Serial killers are more desirable than single-hit attackers when it comes to treating cancer. Antibody-dependent cell-mediated cytotoxicity (ADCC) mediated by NK lymphocytes is a significant component of many monoclonal antibody anti-cancer immunotherapies. However, there is a significant problem associated with ADCC: the NK cells lose their CD16A Fc-receptors and can no longer recognize target cells coated with antibodies, due to the action of NK cell metalloproteases. In this report, we searched for evidence for serial ADCC before the effector cells lose their receptors. Human ADCC measured by 51Cr-release at multiple NK effector to tumor cell ratios (E:Ts) was largely finished after 4 hours when the targets were Daudi B leukemia cells coated with non-fucosylated obinutuzumab anti-CD20. We reasoned that serial killing is evident when the number of dead targets exceeds the number of initial CD16A NK effectors.
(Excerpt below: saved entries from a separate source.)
//! SerializerMethodField - Computed attributes defined by a serializer
//!
//! A method field lets a serializer override or derive an attribute value
//! from the wrapped object instead of reading the object's own accessor.
//! Method fields are registered once per serializer variant and take
//! precedence over accessors with the same name.

use crate::error::Result;
use serde_json::Value;
use std::collections::HashMap;
use std::fmt;
use std::sync::Arc;

type Compute<T> = Arc<dyn Fn(&T) -> Result<Value> + Send + Sync>;

/// A field that gets its value by calling a function on the wrapped object.
///
/// # Examples
///
/// ```
/// use rowkit_serializers::SerializerMethodField;
/// use serde_json::{json, Value};
///
/// let field = SerializerMethodField::new("computed", |object: &Value| {
///     Ok(json!(format!("computed - {}", object["id"])))
/// });
///
/// let value = field.get_value(&json!({"id": 1})).unwrap();
/// assert_eq!(value, json!("computed - 1"));
/// ```
pub struct SerializerMethodField<T: ?Sized> {
	/// Name of the attribute this field provides
	pub name: String,
	compute: Compute<T>,
}

impl<T: ?Sized> SerializerMethodField<T> {
	/// Create a new method field from a fallible computation
	pub fn new<F>(name: impl Into<String>, compute: F) -> Self
	where
		F: Fn(&T) -> Result<Value> + Send + Sync + 'static,
	{
		Self {
			name: name.into(),
			compute: Arc::new(compute),
		}
	}

	/// Create a method field from an infallible computation
	///
	/// # Examples
	///
	/// ```
	/// use rowkit_serializers::SerializerMethodField;
	/// use serde_json::{json, Value};
	///
	/// let field = SerializerMethodField::value("one", |_: &Value| json!(1));
	/// assert_eq!(field.get_value(&Value::Null).unwrap(), json!(1));
	/// ```
	pub fn value<F>(name: impl Into<String>, compute: F) -> Self
	where
		F: Fn(&T) -> Value + Send + Sync + 'static,
	{
		Self::new(name, move |object: &T| Ok(compute(object)))
	}

	/// Compute the field value for `object`
	pub fn get_value(&self, object: &T) -> Result<Value> {
		(self.compute)(object)
	}
}

impl<T: ?Sized> Clone for SerializerMethodField<T> {
	fn clone(&self) -> Self {
		Self {
			name: self.name.clone(),
			compute: Arc::clone(&self.compute),
		}
	}
}

impl<T: ?Sized> fmt::Debug for SerializerMethodField<T> {
	fn fmt(&self, f: &mut fmt::Formatter<'_>) -> fmt::Result {
		f.debug_struct("SerializerMethodField")
			.field("name", &self.name)
			.finish_non_exhaustive()
	}
}

/// The method fields of one serializer variant, keyed by attribute name
pub struct MethodFieldRegistry<T: ?Sized> {
	fields: HashMap<String, SerializerMethodField<T>>,
}

impl<T: ?Sized> MethodFieldRegistry<T> {
	/// Create a new method field registry
	///
	/// # Examples
	///
	/// ```
	/// use rowkit_serializers::MethodFieldRegistry;
	/// use serde_json::Value;
	///
	/// let registry = MethodFieldRegistry::<Value>::new();
	/// assert!(registry.is_empty());
	/// ```
	pub fn new() -> Self {
		Self {
			fields: HashMap::new(),
		}
	}

	/// Register a method field, replacing any field with the same name
	pub fn register(&mut self, field: SerializerMethodField<T>) -> &mut Self {
		self.fields.insert(field.name.clone(), field);
		self
	}

	/// Register an infallible computation under `name`
	pub fn register_fn<F>(&mut self, name: impl Into<String>, compute: F) -> &mut Self
	where
		F: Fn(&T) -> Value + Send + Sync + 'static,
	{
		self.register(SerializerMethodField::value(name, compute))
	}

	/// Get a registered method field
	pub fn get(&self, name: &str) -> Option<&SerializerMethodField<T>> {
		self.fields.get(name)
	}

	/// Check if a field is registered
	pub fn contains(&self, name: &str) -> bool {
		self.fields.contains_key(name)
	}

	/// Registered field names, in no particular order
	pub fn names(&self) -> impl Iterator<Item = &str> + '_ {
		self.fields.keys().map(String::as_str)
	}

	pub fn len(&self) -> usize {
		self.fields.len()
	}

	pub fn is_empty(&self) -> bool {
		self.fields.is_empty()
	}
}

impl<T: ?Sized> Default for MethodFieldRegistry<T> {
	fn default() -> Self {
		Self::new()
	}
}

impl<T: ?Sized> Clone for MethodFieldRegistry<T> {
	fn clone(&self) -> Self {
		Self {
			fields: self.fields.clone(),
		}
	}
}

impl<T: ?Sized> fmt::Debug for MethodFieldRegistry<T> {
	fn fmt(&self, f: &mut fmt::Formatter<'_>) -> fmt::Result {
		let mut names: Vec<&str> = self.names().collect();
		names.sort_unstable();
		f.debug_struct("MethodFieldRegistry")
			.field("fields", &names)
			.finish()
	}
}

#[cfg(test)]
mod tests {
	use super::*;
	use crate::error::SerializerError;
	use serde_json::json;

	#[test]
	fn test_method_field_new() {
		let field = SerializerMethodField::new("full_name", |object: &Value| {
			let first = object["first"].as_str().unwrap_or_default();
			let last = object["last"].as_str().unwrap_or_default();
			Ok(json!(format!("{} {}", first, last)))
		});
		assert_eq!(field.name, "full_name");

		let value = field
			.get_value(&json!({"first": "John", "last": "Doe"}))
			.unwrap();
		assert_eq!(value, json!("John Doe"));
	}

	#[test]
	fn test_method_field_error_propagates() {
		let field = SerializerMethodField::new("broken", |_: &Value| {
			Err(SerializerError::unknown_attribute("upstream"))
		});

		let result = field.get_value(&Value::Null);
		assert_eq!(result, Err(SerializerError::unknown_attribute("upstream")));
	}

	#[test]
	fn test_method_field_registry() {
		let mut registry = MethodFieldRegistry::<Value>::new();
		registry
			.register_fn("full_name", |_| json!("x"))
			.register_fn("email", |_| json!("y"));

		assert!(registry.contains("full_name"));
		assert!(registry.contains("email"));
		assert!(!registry.contains("nonexistent"));
		assert_eq!(registry.len(), 2);

		let retrieved = registry.get("full_name").unwrap();
		assert_eq!(retrieved.name, "full_name");
	}

	#[test]
	fn test_register_replaces_same_name() {
		let mut registry = MethodFieldRegistry::<Value>::new();
		registry.register_fn("value", |_| json!(1));
		registry.register_fn("value", |_| json!(2));

		assert_eq!(registry.len(), 1);
		let value = registry.get("value").unwrap().get_value(&Value::Null);
		assert_eq!(value.unwrap(), json!(2));
	}

	#[test]
	fn test_method_field_with_complex_value() {
		let field = SerializerMethodField::value("user_stats", |_: &Value| {
			json!({
				"post_count": 42,
				"follower_count": 128,
				"engagement_rate": 0.15
			})
		});
		let value = field.get_value(&Value::Null).unwrap();

		assert_eq!(value["post_count"], 42);
		assert_eq!(value["follower_count"], 128);
	}
}
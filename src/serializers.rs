//! Serializers module.
//!
//! This module provides attribute declarations, method fields, and the
//! resolution chain that renders one object.
//!
//! # Examples
//!
//! ```rust
//! use rowkit::serializers::{SerializerDefinition, Value};
//! use serde_json::json;
//!
//! let definition = SerializerDefinition::<Value>::standard("point", ["x", "y"]);
//! let rendered = definition.bind(&json!({"x": 1, "y": 2, "z": 3})).render().unwrap();
//! assert_eq!(rendered.keys().collect::<Vec<_>>(), ["x", "y"]);
//! ```

pub use rowkit_serializers::*;
//! # rowkit-serializers
//!
//! Declarative serializers that extract a fixed, ordered set of named
//! attributes from arbitrary source objects.
//!
//! ## Features
//!
//! - **Attribute Declarations**: Each serializer variant owns an ordered [`Attributes`] list
//! - **Method Fields**: Serializer-defined computations that override object accessors
//! - **Accessor Fallback**: Any [`AttributeSource`] answers the remaining names
//! - **Typed and Runtime Variants**: [`Serializer`] for compile-time variants,
//!   [`SerializerDefinition`] for variants assembled at runtime
//!
//! ## Resolution Order
//!
//! For every declared attribute, a render asks the serializer's method fields
//! first and the object's accessors second. A name neither knows fails the
//! whole render with [`SerializerError::UnknownAttribute`].
//!
//! ## Examples
//!
//! ```rust
//! use rowkit_serializers::{attribute_source, Attributes, MethodFieldRegistry, Serializer};
//! use serde_json::json;
//!
//! struct Foo {
//!     id: u32,
//! }
//!
//! attribute_source!(Foo { id });
//!
//! struct FooSerializer;
//!
//! impl Serializer for FooSerializer {
//!     type Object = Foo;
//!
//!     fn attributes() -> Attributes {
//!         Attributes::from_static(&["id", "computed"])
//!     }
//!
//!     fn method_fields(fields: &mut MethodFieldRegistry<Foo>) {
//!         fields.register_fn("computed", |foo| json!(format!("computed - {}", foo.id)));
//!     }
//! }
//!
//! let definition = FooSerializer::definition();
//! let rendered = definition.bind(&Foo { id: 12 }).render().unwrap();
//! assert_eq!(rendered.get("id"), Some(&json!(12)));
//! assert_eq!(rendered.get("computed"), Some(&json!("computed - 12")));
//! ```

pub mod attributes;
pub mod definition;
pub mod error;
pub mod method_field;
pub mod rendered;
pub mod resolver;
pub mod serializer;
pub mod source;

// Re-export commonly used types
pub use attributes::Attributes;
pub use definition::{RenderStrategy, SerializerDefinition, SerializerType};
pub use error::{InvalidItems, InvalidSerializer, Result, SerializerError};
pub use method_field::{MethodFieldRegistry, SerializerMethodField};
pub use rendered::RenderedMapping;
pub use resolver::{MethodOverride, ObjectAccessor, ResolutionChain, Resolve};
pub use serializer::{BoundSerializer, Serializer};
pub use source::{AttributeSource, SerdeObject, to_value};

#[doc(no_inline)]
pub use serde_json::Value;
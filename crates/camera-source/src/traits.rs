use crate::{FacingMode, Frame, Result, StreamId};
use async_trait::async_trait;

/// Device-I/O boundary: requests a live video stream for a facing mode.
#[async_trait]
pub trait CameraBackend: Send + Sync {
    /// Acquire a new stream. Fails with `Error::DeviceAccess` on permission
    /// or availability problems.
    async fn open(&self, facing: FacingMode) -> Result<Box<dyn CameraStream>>;

    /// Short backend name for logs.
    fn name(&self) -> &'static str;
}

/// One acquired device handle.
pub trait CameraStream: Send {
    fn id(&self) -> StreamId;

    fn facing(&self) -> FacingMode;

    /// True once the stream has produced decodable data.
    fn has_data(&self) -> bool;

    /// Read the most recent decoded frame.
    fn read(&mut self) -> Result<Frame>;

    /// Release every track held by this handle. Idempotent.
    fn stop(&mut self);
}
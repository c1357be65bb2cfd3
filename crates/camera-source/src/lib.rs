//! camera-source: facing-mode aware camera acquisition
//!
//! A [`CameraSource`] owns at most one live device handle at a time. Backends
//! implement [`CameraBackend`] and hand out [`CameraStream`]s; the default
//! build enables a `mock` backend so binaries and tests run without hardware.

mod types;
pub use types::{FacingMode, Frame, PixelFormat, StreamId};

mod error;
pub use error::{Error, Result};

mod traits;
pub use traits::{CameraBackend, CameraStream};

mod source;
pub use source::{CameraSource, ReacquirePolicy};

#[cfg(feature = "mock")]
mod mock;
#[cfg(feature = "mock")]
pub use mock::{AccessSwitch, HandleLedger, MockCamera};

#[cfg(feature = "image-dir")]
mod image_dir;
#[cfg(feature = "image-dir")]
pub use image_dir::ImageDirCamera;
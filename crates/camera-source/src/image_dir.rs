use crate::{CameraBackend, CameraStream, Error, FacingMode, Frame, PixelFormat, Result, StreamId};
use async_trait::async_trait;
use std::fs;
use std::path::{Path, PathBuf};
use time::OffsetDateTime;

/// Replays still images from `<root>/front/` and `<root>/rear/` as a camera.
pub struct ImageDirCamera {
    root: PathBuf,
}

impl ImageDirCamera {
    pub fn new(root: impl Into<PathBuf>) -> Self {
        Self { root: root.into() }
    }
}

fn list_images(dir: &Path) -> Result<Vec<PathBuf>> {
    let mut entries = Vec::new();
    for entry in fs::read_dir(dir).map_err(|e| Error::Io(format!("{}: {e}", dir.display())))? {
        let path = entry.map_err(|e| Error::Io(e.to_string()))?.path();
        let is_image = path
            .extension()
            .and_then(|ext| ext.to_str())
            .map(|ext| matches!(ext.to_ascii_lowercase().as_str(), "png" | "jpg" | "jpeg"))
            .unwrap_or(false);
        if is_image {
            entries.push(path);
        }
    }
    entries.sort();
    Ok(entries)
}

#[async_trait]
impl CameraBackend for ImageDirCamera {
    async fn open(&self, facing: FacingMode) -> Result<Box<dyn CameraStream>> {
        let dir = self.root.join(facing.as_str());
        if !dir.is_dir() {
            return Err(Error::NotFound(dir.display().to_string()));
        }
        let images = list_images(&dir)?;
        if images.is_empty() {
            return Err(Error::DeviceAccess {
                facing,
                reason: format!("no images in {}", dir.display()),
            });
        }
        tracing::debug!(dir = %dir.display(), count = images.len(), "image directory camera opened");
        Ok(Box::new(ImageDirStream {
            id: StreamId::new(),
            facing,
            images,
            next: 0,
            stopped: false,
        }))
    }

    fn name(&self) -> &'static str {
        "image-dir"
    }
}

struct ImageDirStream {
    id: StreamId,
    facing: FacingMode,
    images: Vec<PathBuf>,
    next: usize,
    stopped: bool,
}

impl CameraStream for ImageDirStream {
    fn id(&self) -> StreamId {
        self.id
    }

    fn facing(&self) -> FacingMode {
        self.facing
    }

    fn has_data(&self) -> bool {
        !self.stopped
    }

    fn read(&mut self) -> Result<Frame> {
        if self.stopped {
            return Err(Error::Stopped);
        }
        let path = &self.images[self.next % self.images.len()];
        self.next = self.next.wrapping_add(1);
        let rgb = image::open(path)
            .map_err(|e| Error::Backend(format!("{}: {e}", path.display())))?
            .to_rgb8();
        Ok(Frame {
            width: rgb.width(),
            height: rgb.height(),
            pixel_format: PixelFormat::Rgb8,
            data: rgb.into_raw(),
            ts: Some(OffsetDateTime::now_utc()),
        })
    }

    fn stop(&mut self) {
        self.stopped = true;
    }
}
//! frame-preprocess: turn camera frames into model input tensors
//!
//! Resizing follows the legacy TensorFlow bilinear kernel
//! (`align_corners = false`, `half_pixel_centers = false`). Pixel values are
//! kept in `0.0..=255.0`; no normalization is applied.

mod error;
pub use error::{Result, ShapeError};

mod tensor;
pub use tensor::Tensor;

mod resize;
pub use resize::{resize_bilinear, to_tensor, INPUT_CHANNELS, INPUT_HEIGHT, INPUT_WIDTH};
use crate::{Classifier, LoadError, ModelDescriptor, ModelFormat, DESCRIPTOR_FILE};
use std::fmt;
use std::future::Future;
use std::path::{Path, PathBuf};
use std::sync::Arc;
use tokio::sync::watch;
use tokio::task::JoinHandle;
use tracing::{error, info, warn};

/// Load the classifier stored in `dir`. One attempt, no retry.
pub async fn load(dir: impl AsRef<Path>) -> Result<Arc<dyn Classifier>, LoadError> {
    let dir = dir.as_ref();
    let path = dir.join(DESCRIPTOR_FILE);
    info!(path = %path.display(), "loading model");
    let raw = tokio::fs::read_to_string(&path)
        .await
        .map_err(|e| LoadError::Io {
            path: path.display().to_string(),
            reason: e.to_string(),
        })?;
    let descriptor = ModelDescriptor::parse(&raw)?;
    descriptor.validate()?;

    let classifier = build(dir, descriptor).await?;
    let meta = classifier.metadata();
    info!(name = %meta.name, model_type = %meta.model_type, "model loaded");
    Ok(classifier)
}

async fn build(dir: &Path, descriptor: ModelDescriptor) -> Result<Arc<dyn Classifier>, LoadError> {
    match descriptor.format {
        ModelFormat::Mock => {
            #[cfg(feature = "mock")]
            {
                let _ = dir;
                Ok(Arc::new(crate::mock::MockClassifier::from_descriptor(&descriptor)))
            }
            #[cfg(not(feature = "mock"))]
            {
                let _ = dir;
                Err(LoadError::UnsupportedFormat("mock feature not enabled".into()))
            }
        }
        ModelFormat::Onnx => {
            #[cfg(feature = "onnx")]
            {
                let classifier = crate::onnx::OnnxClassifier::load(dir, &descriptor).await?;
                Ok(Arc::new(classifier))
            }
            #[cfg(not(feature = "onnx"))]
            {
                let _ = dir;
                Err(LoadError::UnsupportedFormat("onnx feature not enabled".into()))
            }
        }
    }
}

/// Readiness of the process-wide classifier.
#[derive(Clone)]
pub enum ModelStatus {
    Loading,
    Ready(Arc<dyn Classifier>),
    Failed(String),
}

impl fmt::Debug for ModelStatus {
    fn fmt(&self, f: &mut fmt::Formatter<'_>) -> fmt::Result {
        match self {
            ModelStatus::Loading => f.write_str("Loading"),
            ModelStatus::Ready(c) => write!(f, "Ready({})", c.metadata().name),
            ModelStatus::Failed(reason) => write!(f, "Failed({reason})"),
        }
    }
}

/// Shared cell recording the single model-load outcome.
#[derive(Clone)]
pub struct ModelSlot {
    tx: Arc<watch::Sender<ModelStatus>>,
}

impl Default for ModelSlot {
    fn default() -> Self {
        Self::new()
    }
}

impl ModelSlot {
    pub fn new() -> Self {
        let (tx, _rx) = watch::channel(ModelStatus::Loading);
        Self { tx: Arc::new(tx) }
    }

    /// Load from `dir` on a background task.
    pub fn spawn_load(&self, dir: impl Into<PathBuf>) -> JoinHandle<()> {
        let dir = dir.into();
        self.spawn_with(async move { load(dir).await })
    }

    /// Resolve the slot with the outcome of `fut`, run on a background task.
    pub fn spawn_with<F>(&self, fut: F) -> JoinHandle<()>
    where
        F: Future<Output = Result<Arc<dyn Classifier>, LoadError>> + Send + 'static,
    {
        let slot = self.clone();
        tokio::spawn(async move {
            match fut.await {
                Ok(classifier) => slot.set_ready(classifier),
                Err(err) => slot.set_failed(&err),
            }
        })
    }

    pub fn set_ready(&self, classifier: Arc<dyn Classifier>) {
        self.resolve(ModelStatus::Ready(classifier));
    }

    pub fn set_failed(&self, err: &LoadError) {
        error!(error = %err, "model load failed; predictions disabled");
        self.resolve(ModelStatus::Failed(err.to_string()));
    }

    fn resolve(&self, status: ModelStatus) {
        let resolved = self.tx.send_if_modified(|current| {
            if matches!(current, ModelStatus::Loading) {
                *current = status;
                true
            } else {
                false
            }
        });
        if !resolved {
            warn!("model slot already resolved; ignoring second outcome");
        }
    }

    pub fn status(&self) -> ModelStatus {
        self.tx.borrow().clone()
    }

    /// The classifier, if loading has completed successfully.
    pub fn classifier(&self) -> Option<Arc<dyn Classifier>> {
        match &*self.tx.borrow() {
            ModelStatus::Ready(c) => Some(Arc::clone(c)),
            _ => None,
        }
    }

    pub fn is_failed(&self) -> bool {
        matches!(&*self.tx.borrow(), ModelStatus::Failed(_))
    }

    /// Wait until the slot leaves `Loading`.
    pub async fn resolved(&self) -> ModelStatus {
        let mut rx = self.tx.subscribe();
        let status = match rx
            .wait_for(|s| !matches!(s, ModelStatus::Loading))
            .await
        {
            Ok(status) => status.clone(),
            Err(_) => self.status(),
        };
        status
    }
}
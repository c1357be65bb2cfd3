use crate::{Result, ShapeError};

/// Dense f32 tensor in NHWC layout.
#[derive(Clone, Debug, PartialEq)]
pub struct Tensor {
    shape: [usize; 4],
    data: Vec<f32>,
}

impl Tensor {
    pub fn new(shape: [usize; 4], data: Vec<f32>) -> Result<Self> {
        let expected: usize = shape.iter().product();
        if expected != data.len() {
            return Err(ShapeError::TensorSize {
                shape,
                len: data.len(),
            });
        }
        Ok(Self { shape, data })
    }

    /// `(batch, height, width, channels)`
    pub fn shape(&self) -> [usize; 4] {
        self.shape
    }

    pub fn as_slice(&self) -> &[f32] {
        &self.data
    }

    /// Value at `(n, y, x, c)`, if in bounds.
    pub fn get(&self, n: usize, y: usize, x: usize, c: usize) -> Option<f32> {
        let [bn, h, w, ch] = self.shape;
        if n >= bn || y >= h || x >= w || c >= ch {
            return None;
        }
        self.data.get(((n * h + y) * w + x) * ch + c).copied()
    }
}

#[cfg(test)]
mod tests {
    use super::*;

    #[test]
    fn rejects_mismatched_length() {
        let err = Tensor::new([1, 2, 2, 3], vec![0.0; 11]).unwrap_err();
        assert_eq!(
            err,
            ShapeError::TensorSize {
                shape: [1, 2, 2, 3],
                len: 11
            }
        );
    }

    #[test]
    fn nhwc_indexing() {
        let data: Vec<f32> = (0..12).map(|v| v as f32).collect();
        let t = Tensor::new([1, 2, 2, 3], data).unwrap();
        assert_eq!(t.get(0, 0, 0, 0), Some(0.0));
        assert_eq!(t.get(0, 0, 1, 2), Some(5.0));
        assert_eq!(t.get(0, 1, 0, 1), Some(7.0));
        assert_eq!(t.get(0, 2, 0, 0), None);
    }
}
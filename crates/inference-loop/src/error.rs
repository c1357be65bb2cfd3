use std::time::Duration;
use thiserror::Error;

#[derive(Debug, Error)]
pub enum LoopError {
    #[error("inference loop has stopped")]
    Closed,
}

/// Why a single capture-and-predict cycle produced no label.
#[derive(Debug, Error)]
pub enum CycleError {
    #[error("no frame: {0}")]
    Frame(#[from] camera_source::Error),
    #[error("preprocess: {0}")]
    Shape(#[from] frame_preprocess::ShapeError),
    #[error("predict: {0}")]
    Predict(#[from] flower_model::PredictError),
    #[error("inference exceeded {0:?}")]
    Timeout(Duration),
    #[error("scores did not map to a label")]
    NoLabel,
}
We assessed the dead Daudi per NK effector (D/E) at an E:T of 1:4 to detect serial killers given an excess of targets. For 28 healthy human subjects, the total ratio of dead targets per CD16Apos NK effector cell ranged from 0.6 to 2.2, with a median of 1.5 and average of 1.5 +/− 0.4. Four donors (14%) had D/Es >2. The D/E values were similar for CD16A AA158 F/F donors compared to F/V & V/V donors, even though the V-positive donors had greater initial NK cellular levels of CD16A. We conclude that this gross measurement (D/E) can detect serial ADCC even without the information provided by time-lapse cinematography to indicate the actual fraction of effectors that are serial killers. This simple measurement may be useful to screen for promotion of serial killing by reagents that reduce proteolytic loss of NK cell CD16A.